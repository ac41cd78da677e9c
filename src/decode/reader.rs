use super::error::{DecodeError, ErrorKind, InvalidSectionError};

/// A bounded cursor over a byte slice.
///
/// Positions reported by [`Reader::offset`] (and carried by every [`DecodeError`]) are absolute:
/// a child reader created with [`Reader::sub_reader`] keeps counting from where its parent's
/// bytes start in the original input.
#[derive(Debug, Clone, Copy, PartialEq, Eq)]
pub struct Reader<'a> {
    data: &'a [u8],
    pos: usize,
    base: usize,
    input_end: usize,
}

impl<'a> Reader<'a> {
    pub fn new(data: &'a [u8]) -> Self {
        Self::with_offset(data, 0)
    }

    /// A reader over `data` whose first byte sits at `base` in some larger input.
    pub fn with_offset(data: &'a [u8], base: usize) -> Self {
        Self {
            data,
            pos: 0,
            base,
            input_end: base + data.len(),
        }
    }

    pub fn offset(&self) -> usize {
        self.base + self.pos
    }

    /// The offset one past the last readable byte.
    pub fn end_offset(&self) -> usize {
        self.base + self.data.len()
    }

    /// Whether the input goes on after this reader's last byte, as it does for a section or
    /// body window that is not the last thing in the input.
    pub fn ends_before_input(&self) -> bool {
        self.end_offset() < self.input_end
    }

    pub fn remaining(&self) -> usize {
        self.data.len() - self.pos
    }

    pub fn is_empty(&self) -> bool {
        self.remaining() == 0
    }

    pub fn remaining_bytes(&self) -> &'a [u8] {
        &self.data[self.pos..]
    }

    /// An error of `kind` at the current position.
    pub fn error(&self, kind: impl Into<ErrorKind>) -> DecodeError {
        DecodeError::new(self.offset(), kind)
    }

    fn truncated(&self, needed: usize) -> DecodeError {
        self.error(ErrorKind::TruncatedInput {
            needed: needed - self.remaining(),
        })
    }

    pub fn peek_u8(&self) -> Result<u8, DecodeError> {
        self.data
            .get(self.pos)
            .copied()
            .ok_or_else(|| self.truncated(1))
    }

    pub fn read_u8(&mut self) -> Result<u8, DecodeError> {
        let b = self.peek_u8()?;
        self.pos += 1;
        Ok(b)
    }

    pub fn read_bytes(&mut self, len: usize) -> Result<&'a [u8], DecodeError> {
        if len > self.remaining() {
            return Err(self.truncated(len));
        }
        let bytes = &self.data[self.pos..self.pos + len];
        self.pos += len;
        Ok(bytes)
    }

    fn read_array<const N: usize>(&mut self) -> Result<[u8; N], DecodeError> {
        let mut buf = [0u8; N];
        buf.copy_from_slice(self.read_bytes(N)?);
        Ok(buf)
    }

    pub fn read_u16(&mut self) -> Result<u16, DecodeError> {
        Ok(u16::from_le_bytes(self.read_array()?))
    }

    pub fn read_u32(&mut self) -> Result<u32, DecodeError> {
        Ok(u32::from_le_bytes(self.read_array()?))
    }

    pub fn read_u64(&mut self) -> Result<u64, DecodeError> {
        Ok(u64::from_le_bytes(self.read_array()?))
    }

    pub fn read_f32(&mut self) -> Result<f32, DecodeError> {
        Ok(f32::from_bits(self.read_u32()?))
    }

    pub fn read_f64(&mut self) -> Result<f64, DecodeError> {
        Ok(f64::from_bits(self.read_u64()?))
    }

    pub fn skip(&mut self, len: usize) -> Result<(), DecodeError> {
        self.read_bytes(len).map(|_| ())
    }

    /// Splits off the next `len` bytes as a reader of their own and advances past them.
    pub fn sub_reader(&mut self, len: usize) -> Result<Reader<'a>, DecodeError> {
        let base = self.offset();
        let data = self.read_bytes(len)?;
        Ok(Reader {
            data,
            pos: 0,
            base,
            input_end: self.input_end,
        })
    }

    /// Reports a truncation inside this window as `overrun(needed)` at the window's end, when
    /// the input itself has more bytes: the window's declared length was too short, not the input.
    pub(crate) fn overrun_error(
        &self,
        err: DecodeError,
        overrun: impl FnOnce(usize) -> InvalidSectionError,
    ) -> DecodeError {
        if let ErrorKind::TruncatedInput { needed } = *err.kind()
            && self.ends_before_input()
        {
            return DecodeError::new(self.end_offset(), overrun(needed));
        }
        err
    }
}
use crate::core::ExportEntry;
use crate::core::types::ExternalKind;
use crate::decode::error::DecodeError;
use crate::decode::reader::Reader;
use crate::visitor::Visitor;

/// <https://www.w3.org/TR/wasm-core-1/#export-section%E2%91%A0>
pub(crate) fn decode_export_section<V: Visitor + ?Sized>(
    reader: &mut Reader<'_>,
    visitor: &mut V,
) -> Result<(), DecodeError> {
    let count = reader.read_var_u32()?;
    visitor.export_section(count)?;

    for index in 0..count {
        let entry = ExportEntry::decode(reader)?;
        visitor.export_entry(index, &entry)?;
    }

    Ok(())
}

impl ExportEntry {
    pub fn decode(reader: &mut Reader<'_>) -> Result<Self, DecodeError> {
        let field = reader.read_name()?;
        let kind = ExternalKind::decode(reader)?;
        let index = reader.read_var_u32()?;
        Ok(ExportEntry { field, kind, index })
    }
}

------------------------------------

Return the whole listing, keeping every line exactly as it is.

● **Solution for this task**
repository ac41cd78da677e9c
filename src/decode/reader.rs
use super::error::{DecodeError, ErrorKind, InvalidSectionError};

/// A bounded cursor over a byte slice.
///
/// Positions reported by [`Reader::offset`] (and carried by every [`DecodeError`]) are absolute:
/// a child reader created with [`Reader::sub_reader`] keeps counting from where its parent's
/// bytes start in the original input.
#[derive(Debug, Clone, Copy, PartialEq, Eq)]
pub struct Reader<'a> {
    data: &'a [u8],
    pos: usize,
    base: usize,
    input_end: usize,
}

impl<'a> Reader<'a> {
    pub fn new(data: &'a [u8]) -> Self {
        Self::with_offset(data, 0)
    }

    /// A reader over `data` whose first byte sits at `base` in some larger input.
    pub fn with_offset(data: &'a [u8], base: usize) -> Self {
        Self {
            data,
            pos: 0,
            base,
            input_end: base + data.len(),
        }
    }

    pub fn offset(&self) -> usize {
        self.base + self.pos
    }

    /// The offset one past the last readable byte.
    pub fn end_offset(&self) -> usize {
        self.base + self.data.len()
    }

    /// Whether the input goes on after this reader's last byte, as it does for a section or
    /// body window that is not the last thing in the input.
    pub fn ends_before_input(&self) -> bool {
        self.end_offset() < self.input_end
    }

    pub fn remaining(&self) -> usize {
        self.data.len() - self.pos
    }

    pub fn is_empty(&self) -> bool {
        self.remaining() == 0
    }

    pub fn remaining_bytes(&self) -> &'a [u8] {
        &self.data[self.pos..]
    }

    /// An error of `kind` at the current position.
    pub fn error(&self, kind: impl Into<ErrorKind>) -> DecodeError {
        DecodeError::new(self.offset(), kind)
    }

    fn truncated(&self, needed: usize) -> DecodeError {
        self.error(ErrorKind::TruncatedInput {
            needed: needed - self.remaining(),
        })
    }

    pub fn peek_u8(&self) -> Result<u8, DecodeError> {
        self.data
            .get(self.pos)
            .copied()
            .ok_or_else(|| self.truncated(1))
    }

    pub fn read_u8(&mut self) -> Result<u8, DecodeError> {
        let b = self.peek_u8()?;
        self.pos += 1;
        Ok(b)
    }

    pub fn read_bytes(&mut self, len: usize) -> Result<&'a [u8], DecodeError> {
        if len > self.remaining() {
            return Err(self.truncated(len));
        }
        let bytes = &self.data[self.pos..self.pos + len];
        self.pos += len;
        Ok(bytes)
    }

    fn read_array<const N: usize>(&mut self) -> Result<[u8; N], DecodeError> {
        let mut buf = [0u8; N];
        buf.copy_from_slice(self.read_bytes(N)?);
        Ok(buf)
    }

    pub fn read_u16(&mut self) -> Result<u16, DecodeError> {
        Ok(u16::from_le_bytes(self.read_array()?))
    }

    pub fn read_u32(&mut self) -> Result<u32, DecodeError> {
        Ok(u32::from_le_bytes(self.read_array()?))
    }

    pub fn read_u64(&mut self) -> Result<u64, DecodeError> {
        Ok(u64::from_le_bytes(self.read_array()?))
    }

    pub fn read_f32(&mut self) -> Result<f32, DecodeError> {
        Ok(f32::from_bits(self.read_u32()?))
    }

    pub fn read_f64(&mut self) -> Result<f64, DecodeError> {
        Ok(f64::from_bits(self.read_u64()?))
    }

    pub fn skip(&mut self, len: usize) -> Result<(), DecodeError> {
        self.read_bytes(len).map(|_| ())
    }

    /// Splits off the next `len` bytes as a reader of their own and advances past them.
    pub fn sub_reader(&mut self, len: usize) -> Result<Reader<'a>, DecodeError> {
        let base = self.offset();
        let data = self.read_bytes(len)?;
        Ok(Reader {
            data,
            pos: 0,
            base,
            input_end: self.input_end,
        })
    }

    /// Reports a truncation inside this window as `overrun(needed)` at the window's end, when
    /// the input itself has more bytes: the window's declared length was too short, not the input.
    pub(crate) fn overrun_error(
        &self,
        err: DecodeError,
        overrun: impl FnOnce(usize) -> InvalidSectionError,
    ) -> DecodeError {
        if let ErrorKind::TruncatedInput { needed } = *err.kind()
            && self.ends_before_input()
        {
            return DecodeError::new(self.end_offset(), overrun(needed));
        }
        err
    }
}
use crate::core::ExportEntry;
use crate::core::types::ExternalKind;
use crate::decode::error::DecodeError;
use crate::decode::reader::Reader;
use crate::visitor::Visitor;

/// <https://www.w3.org/TR/wasm-core-1/#export-section%E2%91%A0>
pub(crate) fn decode_export_section<V: Visitor + ?Sized>(
    reader: &mut Reader<'_>,
    visitor: &mut V,
) -> Result<(), DecodeError> {
    let count = reader.read_var_u32()?;
    visitor.export_section(count)?;

    for index in 0..count {
        let entry = ExportEntry::decode(reader)?;
        visitor.export_entry(index, &entry)?;
    }

    Ok(())
}

impl ExportEntry {
    pub fn decode(reader: &mut Reader<'_>) -> Result<Self, DecodeError> {
        let field = reader.read_name()?;
        let kind = ExternalKind::decode(reader)?;
        let index = reader.read_var_u32()?;
        Ok(ExportEntry { field, kind, index })
    }
}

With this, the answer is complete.